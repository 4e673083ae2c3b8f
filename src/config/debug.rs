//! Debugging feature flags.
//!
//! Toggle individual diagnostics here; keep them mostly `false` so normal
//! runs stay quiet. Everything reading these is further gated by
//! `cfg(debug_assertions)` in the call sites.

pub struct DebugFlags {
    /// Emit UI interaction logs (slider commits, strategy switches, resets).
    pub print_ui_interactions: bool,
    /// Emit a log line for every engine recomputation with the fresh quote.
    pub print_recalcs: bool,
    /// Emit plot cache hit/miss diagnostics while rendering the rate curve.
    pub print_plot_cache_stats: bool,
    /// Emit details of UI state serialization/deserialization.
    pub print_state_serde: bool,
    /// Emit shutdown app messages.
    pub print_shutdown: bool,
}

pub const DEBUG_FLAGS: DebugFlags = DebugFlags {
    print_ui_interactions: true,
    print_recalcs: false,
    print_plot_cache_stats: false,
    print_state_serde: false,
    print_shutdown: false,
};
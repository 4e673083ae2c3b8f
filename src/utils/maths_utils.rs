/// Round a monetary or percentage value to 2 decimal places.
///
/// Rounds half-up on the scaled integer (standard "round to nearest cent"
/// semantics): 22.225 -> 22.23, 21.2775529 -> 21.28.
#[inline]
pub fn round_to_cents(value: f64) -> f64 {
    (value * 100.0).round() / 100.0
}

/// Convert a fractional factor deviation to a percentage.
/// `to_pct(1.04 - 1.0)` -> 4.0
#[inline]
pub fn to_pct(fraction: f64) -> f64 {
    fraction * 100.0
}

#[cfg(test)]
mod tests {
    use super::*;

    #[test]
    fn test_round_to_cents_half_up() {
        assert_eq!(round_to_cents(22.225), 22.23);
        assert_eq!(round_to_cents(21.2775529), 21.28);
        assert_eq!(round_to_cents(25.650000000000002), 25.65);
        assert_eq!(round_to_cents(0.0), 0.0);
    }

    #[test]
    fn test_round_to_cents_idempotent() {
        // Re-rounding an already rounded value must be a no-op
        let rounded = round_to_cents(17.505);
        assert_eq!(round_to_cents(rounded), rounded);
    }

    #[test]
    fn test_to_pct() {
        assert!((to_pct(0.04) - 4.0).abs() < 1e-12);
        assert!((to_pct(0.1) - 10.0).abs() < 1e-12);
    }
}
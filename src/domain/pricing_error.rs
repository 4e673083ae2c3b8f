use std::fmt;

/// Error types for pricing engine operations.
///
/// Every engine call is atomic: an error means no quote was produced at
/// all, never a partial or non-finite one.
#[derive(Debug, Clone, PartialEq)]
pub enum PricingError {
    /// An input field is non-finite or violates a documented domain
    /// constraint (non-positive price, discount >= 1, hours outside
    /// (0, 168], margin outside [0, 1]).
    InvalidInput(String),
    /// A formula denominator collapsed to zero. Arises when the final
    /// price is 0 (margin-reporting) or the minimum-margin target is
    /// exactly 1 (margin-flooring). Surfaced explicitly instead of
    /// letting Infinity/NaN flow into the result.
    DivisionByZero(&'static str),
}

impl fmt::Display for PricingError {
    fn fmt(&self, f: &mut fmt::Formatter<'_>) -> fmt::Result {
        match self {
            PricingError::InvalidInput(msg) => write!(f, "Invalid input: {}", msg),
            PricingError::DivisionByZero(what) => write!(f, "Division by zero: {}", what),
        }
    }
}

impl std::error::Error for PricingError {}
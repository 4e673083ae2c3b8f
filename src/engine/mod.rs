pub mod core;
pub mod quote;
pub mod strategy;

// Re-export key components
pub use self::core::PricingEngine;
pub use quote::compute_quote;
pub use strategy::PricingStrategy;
----------------
> GOAL OF THE EXERCISE: All lines in the data that contain the word "finite" should be copied.

> SOLUTION TO THE PROBLEM:
/// all, never a partial or non-finite one.
    /// An input field is non-finite or violates a documented domain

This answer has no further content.